Problem details
Copy every line of the entries that includes the word "vara".

Input
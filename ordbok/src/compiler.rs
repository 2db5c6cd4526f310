//! 語彙コンパイラ
//!
//! 生レコードの列から [`CompiledLexicon`] を構築します。処理は次の順に進みます。
//!
//! 1. 表層形ごとにレコードをまとめる(表層形は初出順、グループ内は入力順)
//! 2. 同形異義語を解決して1件を選ぶ([`resolve`])
//! 3. 分類、変化グループ、文法性を決める([`classify`])
//! 4. 活用表を生成する([`inflect`])
//! 5. 見出し語エントリを登録し、続いて活用形エントリを先勝ちで登録する
//!
//! 同じ入力を同じ順序で与えれば、同じ語彙が得られます。
//!
//! # 例
//!
//! ```
//! use ordbok::compiler::LexiconCompiler;
//! use ordbok::source::RawLexicalEntry;
//!
//! let entries = [
//!     RawLexicalEntry::new("hus", "nn", "nn_6n_hus").unwrap(),
//!     RawLexicalEntry::new("vara", "nn", "nn_1u_vara").unwrap(),
//!     RawLexicalEntry::new("vara", "vb", "vb_4m_vara").unwrap(),
//! ];
//! let (lexicon, report) = LexiconCompiler::new().compile(entries);
//!
//! assert_eq!(report.base_words, 2);
//! assert_eq!(lexicon.get("huset").and_then(|e| e.base_word()), Some("hus"));
//! assert_eq!(lexicon.get("är").and_then(|e| e.base_word()), Some("vara"));
//! ```

pub mod classify;
pub mod inflect;
pub mod resolve;

use std::fmt;

use hashbrown::HashMap;

use crate::lexicon::{
    CanonicalEntry, CompiledLexicon, FormEntry, Insertion, LexiconBuilder, NO_FORM, WordType,
};
use crate::source::RawLexicalEntry;

pub use crate::compiler::resolve::{ResolutionOverrides, Selector};

/// コンパイル結果の集計
#[derive(Clone, Copy, Debug, Default, PartialEq, Eq)]
pub struct CompileReport {
    /// 入力された生レコードの数
    pub raw_entries: usize,
    /// 見出し語(異なり表層形)の数
    pub base_words: usize,
    /// 候補が2件以上あった表層形の数
    pub homonym_groups: usize,
    /// 例外表で解決された表層形の数
    pub overrides_applied: usize,
    /// 活用表を持たない見出し語エントリの数
    pub bare_entries: usize,
    /// 登録された活用形エントリの数
    pub forms_inserted: usize,
    /// 表層形が登録済みで破棄された活用形の数
    pub form_collisions: usize,
    /// 後から来た見出し語エントリに置き換えられた活用形エントリの数
    pub forms_displaced: usize,
}

impl fmt::Display for CompileReport {
    fn fmt(&self, f: &mut fmt::Formatter<'_>) -> fmt::Result {
        write!(
            f,
            "raw_entries={} base_words={} homonym_groups={} overrides_applied={} \
             bare_entries={} forms_inserted={} form_collisions={} forms_displaced={}",
            self.raw_entries,
            self.base_words,
            self.homonym_groups,
            self.overrides_applied,
            self.bare_entries,
            self.forms_inserted,
            self.form_collisions,
            self.forms_displaced,
        )
    }
}

/// 語彙コンパイラ
#[derive(Clone, Debug)]
pub struct LexiconCompiler {
    overrides: ResolutionOverrides,
}

impl Default for LexiconCompiler {
    fn default() -> Self {
        Self::new()
    }
}

impl LexiconCompiler {
    /// 組み込みの例外表を使うコンパイラを作成します。
    pub fn new() -> Self {
        Self::with_overrides(ResolutionOverrides::builtin())
    }

    pub fn with_overrides(overrides: ResolutionOverrides) -> Self {
        Self { overrides }
    }

    /// 生レコードから語彙をコンパイルします。
    pub fn compile<I>(&self, entries: I) -> (CompiledLexicon, CompileReport)
    where
        I: IntoIterator<Item = RawLexicalEntry>,
    {
        let mut report = CompileReport::default();
        let groups = group_by_surface(entries, &mut report.raw_entries);

        let mut builder = LexiconBuilder::new();
        for (word, candidates) in &groups {
            let Some(resolution) = resolve::resolve(word, candidates, &self.overrides) else {
                continue;
            };
            report.base_words += 1;
            if candidates.len() > 1 {
                report.homonym_groups += 1;
            }
            if resolution.overridden {
                report.overrides_applied += 1;
            }

            let base = canonical_entry(word, resolution.entry);
            if base.forms.is_none() {
                report.bare_entries += 1;
            }
            explode(&mut builder, base, &mut report);
        }

        (builder.build(), report)
    }
}

/// 見出し語エントリと、その活用形エントリを登録します。
fn explode(
    builder: &mut LexiconBuilder,
    base: CanonicalEntry,
    report: &mut CompileReport,
) {
    let forms: Vec<(&'static str, FormEntry, String)> = base
        .forms
        .labeled_slots()
        .into_iter()
        .filter(|(_, surface)| !surface.is_empty() && *surface != NO_FORM && *surface != base.word)
        .map(|(label, surface)| (label, FormEntry::from_base(&base, label), surface.to_string()))
        .collect();

    match builder.insert_base(base) {
        Insertion::Replaced => report.forms_displaced += 1,
        Insertion::Kept => log::warn!("a base entry was registered twice"),
        Insertion::Inserted => {}
    }

    for (label, form, surface) in forms {
        match builder.insert_form(&surface, form) {
            Insertion::Inserted => report.forms_inserted += 1,
            _ => {
                log::trace!("kept the existing entry of {surface:?} over its {label} form");
                report.form_collisions += 1;
            }
        }
    }
}

/// 表層形ごとに候補をまとめます。表層形は初出順に並びます。
fn group_by_surface<I>(entries: I, count: &mut usize) -> Vec<(String, Vec<RawLexicalEntry>)>
where
    I: IntoIterator<Item = RawLexicalEntry>,
{
    let mut groups: Vec<(String, Vec<RawLexicalEntry>)> = vec![];
    let mut index: HashMap<String, usize> = HashMap::new();
    for entry in entries {
        *count += 1;
        match index.get(entry.surface_form.as_str()) {
            Some(&i) => groups[i].1.push(entry),
            None => {
                index.insert(entry.surface_form.clone(), groups.len());
                groups.push((entry.surface_form.clone(), vec![entry]));
            }
        }
    }
    groups
}

/// 選ばれた生レコードから正規エントリを作成します。
pub fn canonical_entry(word: &str, raw: &RawLexicalEntry) -> CanonicalEntry {
    let word_type = classify::word_type(&raw.part_of_speech);
    CanonicalEntry {
        word: word.to_string(),
        paradigm: raw.paradigm.clone(),
        group: classify::group(&raw.paradigm, &word_type).to_string(),
        forms: inflect::generate_forms(word, &raw.paradigm, &word_type),
        gender: (word_type == WordType::Noun).then(|| classify::gender(&raw.paradigm)),
        word_type,
    }
}
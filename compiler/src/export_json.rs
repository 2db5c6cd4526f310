//! 語彙の JSON 出力モジュール
//!
//! コンパイル済み語彙を `{表層形: エントリ}` 形式の JSON に書き出します。
//! 出力は `build --json-in` でそのまま読み戻せます。

use std::fs::File;
use std::io::{self, BufWriter, Write};
use std::path::PathBuf;

use ordbok::CompiledLexicon;
use ordbok::errors::OrdbokError;

use clap::Parser;

/// JSON 出力コマンドの引数
#[derive(Parser, Debug)]
#[clap(
    name = "export-json",
    about = "A program to export the lexicon artifact as JSON."
)]
pub struct Args {
    /// Compiled lexicon. A sibling `<path>.zst` is preferred when present.
    #[clap(short = 'i', long)]
    lexicon_in: PathBuf,

    /// File to which the JSON is output. Writes to stdout if not specified.
    #[clap(short = 'o', long)]
    json_out: Option<PathBuf>,
}

/// JSON 出力中に発生する可能性のあるエラー
#[derive(Debug, thiserror::Error)]
pub enum ExportJsonError {
    /// 入出力エラー
    #[error("I/O error: {0}")]
    Io(#[from] io::Error),

    /// 語彙の読み込みまたは出力のエラー
    #[error("Lexicon export failed: {0}")]
    Ordbok(#[from] OrdbokError),
}

/// JSON 出力コマンドを実行する
pub fn run(args: Args) -> Result<(), ExportJsonError> {
    tracing::info!("Loading the lexicon...");
    let lexicon = CompiledLexicon::load(&args.lexicon_in)?;

    match &args.json_out {
        Some(path) => {
            let mut wtr = BufWriter::new(File::create(path)?);
            lexicon.write_json(&mut wtr)?;
            wtr.flush()?;
            tracing::info!("Exported {} entries to {}", lexicon.len(), path.display());
        }
        None => {
            let mut wtr = BufWriter::new(io::stdout().lock());
            lexicon.write_json(&mut wtr)?;
            writeln!(wtr)?;
            wtr.flush()?;
        }
    }
    Ok(())
}
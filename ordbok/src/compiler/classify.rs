//! 品詞コードとパラダイムからの分類
//!
//! 規則表は上から順に評価され、最初に一致した規則が採用されます。
//! 表の順序には意味があります(例: `_5n` は `_5` より先に判定する)。

use crate::lexicon::{Gender, WordType};

/// 先頭3文字で判定する品詞コード
const THREE_LETTER_TYPES: [(&str, WordType); 4] = [
    ("vbm", WordType::Verb),
    ("nnm", WordType::Noun),
    ("avm", WordType::Adjective),
    ("abm", WordType::Adverb),
];

/// 先頭2文字で判定する品詞コード
const TWO_LETTER_TYPES: [(&str, WordType); 9] = [
    ("nn", WordType::Noun),
    ("vb", WordType::Verb),
    ("av", WordType::Adjective),
    ("pm", WordType::ProperNoun),
    ("ab", WordType::Adverb),
    ("pp", WordType::Preposition),
    ("pn", WordType::Pronoun),
    ("in", WordType::Interjection),
    ("nl", WordType::Numeral),
];

/// 名詞の変化グループ。いずれかの部分文字列を含めば一致します。
const NOUN_GROUPS: [(&[&str], &str); 7] = [
    (&["_0"], "Uncountable"),
    (&["_1"], "Declension 1 (en, -or)"),
    (&["_2"], "Declension 2 (en, -ar)"),
    (&["_3"], "Declension 3 (en, -er)"),
    (&["_5n"], "Declension 4 (ett, -n)"),
    (&["_6"], "Declension 5 (ett, no change)"),
    (&["_4", "_5"], "Declension variant"),
];

/// パラダイム全体で判定する不規則動詞
const IRREGULAR_VERB_GROUPS: [(&str, &str); 2] = [
    ("vb_4m_vara", "Irregular verb (vara)"),
    ("vb_2m_ha", "Irregular verb (ha)"),
];

/// 動詞の活用グループ。いずれかの部分文字列を含めば一致します。
const VERB_GROUPS: [(&[&str], &str); 4] = [
    (&["4"], "Verb group 4 (strong)"),
    (&["1", "va"], "Verb group 1 (-ar)"),
    (&["2"], "Verb group 2 (-er)"),
    (&["3"], "Verb group 3 (short)"),
];

/// 中性名詞を示すパラダイムの部分文字列
const NEUTER_MARKERS: [&str; 3] = ["nn_6", "nn_5n", "_n_"];

/// 先頭 `n` 文字を返します。
pub(crate) fn char_prefix(s: &str, n: usize) -> &str {
    s.char_indices().nth(n).map_or(s, |(i, _)| &s[..i])
}

/// 品詞コードから語の分類を決めます。
pub fn word_type(part_of_speech: &str) -> WordType {
    if let Some((_, word_type)) = THREE_LETTER_TYPES
        .iter()
        .find(|(code, _)| part_of_speech.starts_with(code))
    {
        return word_type.clone();
    }
    let code = char_prefix(part_of_speech, 2);
    TWO_LETTER_TYPES
        .iter()
        .find(|(c, _)| *c == code)
        .map_or(WordType::Unknown, |(_, word_type)| word_type.clone())
}

/// 変化グループのラベルを決めます。一致する規則がなければ空文字列です。
pub fn group(paradigm: &str, word_type: &WordType) -> &'static str {
    let rules: &[(&[&str], &str)] = match word_type {
        WordType::Noun => &NOUN_GROUPS,
        WordType::Verb => {
            if let Some(&(_, label)) = IRREGULAR_VERB_GROUPS.iter().find(|(p, _)| *p == paradigm) {
                return label;
            }
            &VERB_GROUPS
        }
        _ => return "",
    };
    rules
        .iter()
        .find(|(patterns, _)| patterns.iter().any(|p| paradigm.contains(p)))
        .map_or("", |&(_, label)| label)
}

/// 名詞の文法性を決めます。
pub fn gender(paradigm: &str) -> Gender {
    if NEUTER_MARKERS.iter().any(|m| paradigm.contains(m)) || paradigm.ends_with("_n") {
        Gender::Ett
    } else {
        Gender::En
    }
}

#[cfg(test)]
mod tests {
    use super::*;

    #[test]
    fn test_word_type() {
        assert_eq!(word_type("nn"), WordType::Noun);
        assert_eq!(word_type("vbm"), WordType::Verb);
        assert_eq!(word_type("abm"), WordType::Adverb);
        assert_eq!(word_type("pma"), WordType::ProperNoun);
        assert_eq!(word_type("nl"), WordType::Numeral);
        assert_eq!(word_type("kn"), WordType::Unknown);
        assert_eq!(word_type("n"), WordType::Unknown);
        assert_eq!(word_type(""), WordType::Unknown);
    }

    #[test]
    fn test_noun_group_order() {
        assert_eq!(group("nn_0u_tro", &WordType::Noun), "Uncountable");
        assert_eq!(group("nn_1u_flicka", &WordType::Noun), "Declension 1 (en, -or)");
        assert_eq!(group("nn_5n_äpple", &WordType::Noun), "Declension 4 (ett, -n)");
        assert_eq!(group("nn_5u_bagare", &WordType::Noun), "Declension variant");
        assert_eq!(group("nn_6n_hus", &WordType::Noun), "Declension 5 (ett, no change)");
        assert_eq!(group("nn_vu_papper", &WordType::Noun), "");
    }

    #[test]
    fn test_verb_group_order() {
        assert_eq!(group("vb_4m_vara", &WordType::Verb), "Irregular verb (vara)");
        assert_eq!(group("vb_2m_ha", &WordType::Verb), "Irregular verb (ha)");
        assert_eq!(group("vb_4a_springa", &WordType::Verb), "Verb group 4 (strong)");
        assert_eq!(group("vb_1a_laga", &WordType::Verb), "Verb group 1 (-ar)");
        assert_eq!(group("vb_va_kunna", &WordType::Verb), "Verb group 1 (-ar)");
        assert_eq!(group("vb_2a_köpa", &WordType::Verb), "Verb group 2 (-er)");
        assert_eq!(group("vb_3a_bo", &WordType::Verb), "Verb group 3 (short)");
        assert_eq!(group("vb_oregelb", &WordType::Verb), "");
    }

    #[test]
    fn test_group_of_other_types() {
        assert_eq!(group("av_1_stor", &WordType::Adjective), "");
        assert_eq!(group("ab_1_fort", &WordType::Adverb), "");
    }

    #[test]
    fn test_gender() {
        assert_eq!(gender("nn_6n_hus"), Gender::Ett);
        assert_eq!(gender("nn_5n_äpple"), Gender::Ett);
        assert_eq!(gender("nn_3n_x_n_y"), Gender::Ett);
        assert_eq!(gender("nn_vn"), Gender::En);
        assert_eq!(gender("nn_abc_n"), Gender::Ett);
        assert_eq!(gender("nn_2u_bil"), Gender::En);
    }

    #[test]
    fn test_char_prefix() {
        assert_eq!(char_prefix("vbm", 2), "vb");
        assert_eq!(char_prefix("v", 2), "v");
        assert_eq!(char_prefix("åäö", 2), "åä");
    }
}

Response area
//!     RawLexicalEntry::new("vara", "nn", "nn_1u_vara").unwrap(),
//!     RawLexicalEntry::new("vara", "vb", "vb_4m_vara").unwrap(),
//! assert_eq!(lexicon.get("är").and_then(|e| e.base_word()), Some("vara"));
    ("vb_4m_vara", "Irregular verb (vara)"),
        assert_eq!(group("vb_4m_vara", &WordType::Verb), "Irregular verb (vara)");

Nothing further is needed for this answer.